◆ Directions for this task ◆
Identify, in the records below, every line where the string "struct" appears, and copy each such line.

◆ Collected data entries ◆
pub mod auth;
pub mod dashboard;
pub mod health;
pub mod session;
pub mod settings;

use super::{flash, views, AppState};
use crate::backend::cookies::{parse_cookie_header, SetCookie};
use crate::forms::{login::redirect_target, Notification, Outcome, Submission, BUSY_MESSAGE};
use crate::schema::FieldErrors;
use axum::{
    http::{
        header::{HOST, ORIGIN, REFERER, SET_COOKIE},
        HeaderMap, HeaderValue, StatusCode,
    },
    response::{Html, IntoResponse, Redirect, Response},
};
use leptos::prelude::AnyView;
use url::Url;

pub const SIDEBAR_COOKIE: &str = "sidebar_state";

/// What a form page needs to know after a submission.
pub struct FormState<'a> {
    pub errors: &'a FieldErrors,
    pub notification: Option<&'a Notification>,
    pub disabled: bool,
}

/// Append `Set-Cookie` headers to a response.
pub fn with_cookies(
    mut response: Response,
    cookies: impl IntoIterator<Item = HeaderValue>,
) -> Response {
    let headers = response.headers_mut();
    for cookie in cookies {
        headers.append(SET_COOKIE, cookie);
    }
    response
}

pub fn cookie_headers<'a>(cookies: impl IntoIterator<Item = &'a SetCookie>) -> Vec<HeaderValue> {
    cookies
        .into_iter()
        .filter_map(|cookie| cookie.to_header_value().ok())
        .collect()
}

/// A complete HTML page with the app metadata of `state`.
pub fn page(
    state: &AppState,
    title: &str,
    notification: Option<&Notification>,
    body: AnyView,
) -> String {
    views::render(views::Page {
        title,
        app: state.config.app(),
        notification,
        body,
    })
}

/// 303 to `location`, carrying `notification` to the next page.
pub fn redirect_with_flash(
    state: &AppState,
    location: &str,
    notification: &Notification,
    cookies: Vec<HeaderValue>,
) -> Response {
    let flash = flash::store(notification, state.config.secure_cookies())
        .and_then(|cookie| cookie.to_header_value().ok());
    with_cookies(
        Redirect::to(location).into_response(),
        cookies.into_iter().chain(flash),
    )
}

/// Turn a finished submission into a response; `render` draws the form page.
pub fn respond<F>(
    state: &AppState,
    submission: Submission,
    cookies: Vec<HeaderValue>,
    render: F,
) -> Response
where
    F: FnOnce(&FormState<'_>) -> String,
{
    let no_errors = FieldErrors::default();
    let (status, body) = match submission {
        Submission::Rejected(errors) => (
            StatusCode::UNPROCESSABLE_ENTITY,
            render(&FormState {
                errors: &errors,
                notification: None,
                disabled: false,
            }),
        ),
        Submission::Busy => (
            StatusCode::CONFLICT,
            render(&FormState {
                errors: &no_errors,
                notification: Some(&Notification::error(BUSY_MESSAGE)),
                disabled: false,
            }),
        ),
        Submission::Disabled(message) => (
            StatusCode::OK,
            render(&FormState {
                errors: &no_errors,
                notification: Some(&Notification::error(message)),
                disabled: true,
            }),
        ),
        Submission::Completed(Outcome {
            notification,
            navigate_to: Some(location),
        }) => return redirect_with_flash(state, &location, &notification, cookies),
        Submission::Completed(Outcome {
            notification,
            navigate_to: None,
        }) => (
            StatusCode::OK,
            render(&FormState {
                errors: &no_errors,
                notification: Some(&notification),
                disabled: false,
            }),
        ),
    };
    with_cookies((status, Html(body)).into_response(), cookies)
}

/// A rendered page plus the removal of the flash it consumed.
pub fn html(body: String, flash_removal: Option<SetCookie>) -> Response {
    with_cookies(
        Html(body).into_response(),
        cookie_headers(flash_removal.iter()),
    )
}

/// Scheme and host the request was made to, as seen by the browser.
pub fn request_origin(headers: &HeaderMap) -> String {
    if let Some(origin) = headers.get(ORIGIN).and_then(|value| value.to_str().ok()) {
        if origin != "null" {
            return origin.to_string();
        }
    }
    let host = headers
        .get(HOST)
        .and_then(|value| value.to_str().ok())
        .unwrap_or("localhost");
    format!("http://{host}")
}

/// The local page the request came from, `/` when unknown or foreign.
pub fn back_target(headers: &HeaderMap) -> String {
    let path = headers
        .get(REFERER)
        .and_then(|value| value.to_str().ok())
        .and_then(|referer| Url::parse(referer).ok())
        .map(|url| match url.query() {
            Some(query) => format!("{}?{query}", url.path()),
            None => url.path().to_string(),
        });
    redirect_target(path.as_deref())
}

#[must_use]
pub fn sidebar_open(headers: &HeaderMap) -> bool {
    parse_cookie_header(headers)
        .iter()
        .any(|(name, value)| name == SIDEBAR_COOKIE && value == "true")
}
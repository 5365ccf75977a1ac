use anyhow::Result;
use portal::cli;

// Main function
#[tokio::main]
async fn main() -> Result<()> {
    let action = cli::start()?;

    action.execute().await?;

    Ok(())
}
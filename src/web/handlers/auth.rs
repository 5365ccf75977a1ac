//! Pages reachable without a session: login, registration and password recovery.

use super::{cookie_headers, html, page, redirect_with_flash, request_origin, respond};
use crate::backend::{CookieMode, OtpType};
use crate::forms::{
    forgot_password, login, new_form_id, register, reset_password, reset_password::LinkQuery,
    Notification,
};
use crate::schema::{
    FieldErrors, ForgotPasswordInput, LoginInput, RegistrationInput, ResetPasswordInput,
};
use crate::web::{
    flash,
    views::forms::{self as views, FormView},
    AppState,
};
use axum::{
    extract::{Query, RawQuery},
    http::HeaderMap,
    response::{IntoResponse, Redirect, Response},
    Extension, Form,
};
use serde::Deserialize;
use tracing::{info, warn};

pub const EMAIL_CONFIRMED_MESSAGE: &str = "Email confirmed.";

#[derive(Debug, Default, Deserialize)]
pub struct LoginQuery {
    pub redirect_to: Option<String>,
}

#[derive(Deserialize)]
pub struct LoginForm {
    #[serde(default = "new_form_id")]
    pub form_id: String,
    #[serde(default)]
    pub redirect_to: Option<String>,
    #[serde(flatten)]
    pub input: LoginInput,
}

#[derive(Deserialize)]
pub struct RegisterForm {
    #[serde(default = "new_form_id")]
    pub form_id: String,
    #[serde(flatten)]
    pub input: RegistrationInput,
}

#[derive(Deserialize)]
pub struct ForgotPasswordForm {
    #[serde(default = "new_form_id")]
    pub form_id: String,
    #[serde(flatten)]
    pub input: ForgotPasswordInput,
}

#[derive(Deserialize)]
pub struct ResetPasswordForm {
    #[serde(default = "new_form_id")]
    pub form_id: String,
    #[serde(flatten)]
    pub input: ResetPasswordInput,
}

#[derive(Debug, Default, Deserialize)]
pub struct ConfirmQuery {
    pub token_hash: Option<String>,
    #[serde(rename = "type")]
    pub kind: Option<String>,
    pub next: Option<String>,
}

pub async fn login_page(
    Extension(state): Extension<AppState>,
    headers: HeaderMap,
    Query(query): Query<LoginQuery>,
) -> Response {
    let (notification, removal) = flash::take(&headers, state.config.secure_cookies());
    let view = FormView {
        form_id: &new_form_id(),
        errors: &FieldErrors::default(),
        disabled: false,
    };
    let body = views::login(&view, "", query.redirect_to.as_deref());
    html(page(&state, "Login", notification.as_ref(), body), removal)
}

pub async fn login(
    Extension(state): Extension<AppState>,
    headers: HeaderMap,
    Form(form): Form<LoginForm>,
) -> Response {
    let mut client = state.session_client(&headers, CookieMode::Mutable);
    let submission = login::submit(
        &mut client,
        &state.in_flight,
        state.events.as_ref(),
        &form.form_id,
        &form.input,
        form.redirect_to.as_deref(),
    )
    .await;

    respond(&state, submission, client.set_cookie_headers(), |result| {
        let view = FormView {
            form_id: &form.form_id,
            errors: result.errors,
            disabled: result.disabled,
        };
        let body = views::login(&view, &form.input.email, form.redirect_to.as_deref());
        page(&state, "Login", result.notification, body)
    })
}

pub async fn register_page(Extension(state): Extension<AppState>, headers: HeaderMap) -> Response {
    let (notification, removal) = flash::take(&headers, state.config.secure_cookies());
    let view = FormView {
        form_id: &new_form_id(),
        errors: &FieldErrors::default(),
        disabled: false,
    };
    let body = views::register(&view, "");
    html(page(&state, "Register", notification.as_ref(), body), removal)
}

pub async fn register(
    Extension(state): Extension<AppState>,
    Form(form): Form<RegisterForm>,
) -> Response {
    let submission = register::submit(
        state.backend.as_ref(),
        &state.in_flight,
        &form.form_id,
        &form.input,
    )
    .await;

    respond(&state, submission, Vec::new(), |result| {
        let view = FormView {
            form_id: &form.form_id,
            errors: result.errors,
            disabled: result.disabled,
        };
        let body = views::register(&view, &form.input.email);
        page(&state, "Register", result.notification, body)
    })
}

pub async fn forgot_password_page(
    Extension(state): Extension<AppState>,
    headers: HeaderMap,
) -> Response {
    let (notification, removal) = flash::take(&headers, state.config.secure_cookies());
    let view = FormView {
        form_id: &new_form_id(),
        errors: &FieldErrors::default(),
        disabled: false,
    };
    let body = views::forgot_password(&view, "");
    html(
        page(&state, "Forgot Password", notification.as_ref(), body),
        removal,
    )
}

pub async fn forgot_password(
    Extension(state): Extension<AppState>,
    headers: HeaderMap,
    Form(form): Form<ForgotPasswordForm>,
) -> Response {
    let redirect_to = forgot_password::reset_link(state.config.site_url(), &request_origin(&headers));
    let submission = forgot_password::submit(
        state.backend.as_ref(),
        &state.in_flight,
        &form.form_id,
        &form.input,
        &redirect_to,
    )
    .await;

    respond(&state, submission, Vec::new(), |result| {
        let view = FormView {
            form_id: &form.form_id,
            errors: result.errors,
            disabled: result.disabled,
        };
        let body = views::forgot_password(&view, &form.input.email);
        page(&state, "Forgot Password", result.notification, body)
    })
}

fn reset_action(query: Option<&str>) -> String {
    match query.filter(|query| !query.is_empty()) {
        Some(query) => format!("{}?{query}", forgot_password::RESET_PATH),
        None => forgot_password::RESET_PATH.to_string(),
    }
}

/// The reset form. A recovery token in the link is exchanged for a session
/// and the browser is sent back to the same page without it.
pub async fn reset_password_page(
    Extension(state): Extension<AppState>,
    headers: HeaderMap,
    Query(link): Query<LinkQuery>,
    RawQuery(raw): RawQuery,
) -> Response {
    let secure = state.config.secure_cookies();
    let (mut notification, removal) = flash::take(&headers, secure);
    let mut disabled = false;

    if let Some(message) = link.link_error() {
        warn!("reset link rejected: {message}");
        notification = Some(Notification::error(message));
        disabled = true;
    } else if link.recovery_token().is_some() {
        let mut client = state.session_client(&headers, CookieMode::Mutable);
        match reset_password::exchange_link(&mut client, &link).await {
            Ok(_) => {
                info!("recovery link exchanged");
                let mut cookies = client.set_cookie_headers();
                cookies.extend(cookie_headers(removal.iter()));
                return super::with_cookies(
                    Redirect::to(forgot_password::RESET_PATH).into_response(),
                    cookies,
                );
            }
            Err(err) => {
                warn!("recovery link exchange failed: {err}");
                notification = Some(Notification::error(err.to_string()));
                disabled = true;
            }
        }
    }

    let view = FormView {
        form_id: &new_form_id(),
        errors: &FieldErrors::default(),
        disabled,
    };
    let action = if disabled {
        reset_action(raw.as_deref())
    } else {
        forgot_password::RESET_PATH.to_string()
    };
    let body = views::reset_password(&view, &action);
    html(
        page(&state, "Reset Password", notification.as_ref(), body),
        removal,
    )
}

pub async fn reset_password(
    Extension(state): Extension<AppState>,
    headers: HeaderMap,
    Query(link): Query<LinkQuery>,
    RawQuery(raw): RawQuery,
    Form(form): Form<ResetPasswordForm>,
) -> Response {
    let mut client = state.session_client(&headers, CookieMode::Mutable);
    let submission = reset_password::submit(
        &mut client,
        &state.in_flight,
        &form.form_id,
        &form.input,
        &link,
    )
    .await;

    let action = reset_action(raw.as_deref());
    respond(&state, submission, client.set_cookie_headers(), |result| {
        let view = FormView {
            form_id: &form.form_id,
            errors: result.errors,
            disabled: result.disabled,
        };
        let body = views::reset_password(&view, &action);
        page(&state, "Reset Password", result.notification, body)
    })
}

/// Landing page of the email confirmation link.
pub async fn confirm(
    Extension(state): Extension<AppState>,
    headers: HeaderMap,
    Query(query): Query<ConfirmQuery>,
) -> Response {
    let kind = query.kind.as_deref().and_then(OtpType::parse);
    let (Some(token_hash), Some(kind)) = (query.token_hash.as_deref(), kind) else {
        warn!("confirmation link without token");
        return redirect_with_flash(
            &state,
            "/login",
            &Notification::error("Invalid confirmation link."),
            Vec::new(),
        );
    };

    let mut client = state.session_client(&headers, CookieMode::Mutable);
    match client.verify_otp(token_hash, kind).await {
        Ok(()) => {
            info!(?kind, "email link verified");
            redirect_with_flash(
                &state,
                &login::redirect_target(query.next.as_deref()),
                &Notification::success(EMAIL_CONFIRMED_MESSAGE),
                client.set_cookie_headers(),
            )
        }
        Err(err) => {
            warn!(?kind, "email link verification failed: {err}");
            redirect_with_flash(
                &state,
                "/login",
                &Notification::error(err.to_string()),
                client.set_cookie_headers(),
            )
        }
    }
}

◆ Task output ◆
pub struct FormState<'a> {
pub struct LoginQuery {
pub struct LoginForm {
pub struct RegisterForm {
pub struct ForgotPasswordForm {
pub struct ResetPasswordForm {
pub struct ConfirmQuery {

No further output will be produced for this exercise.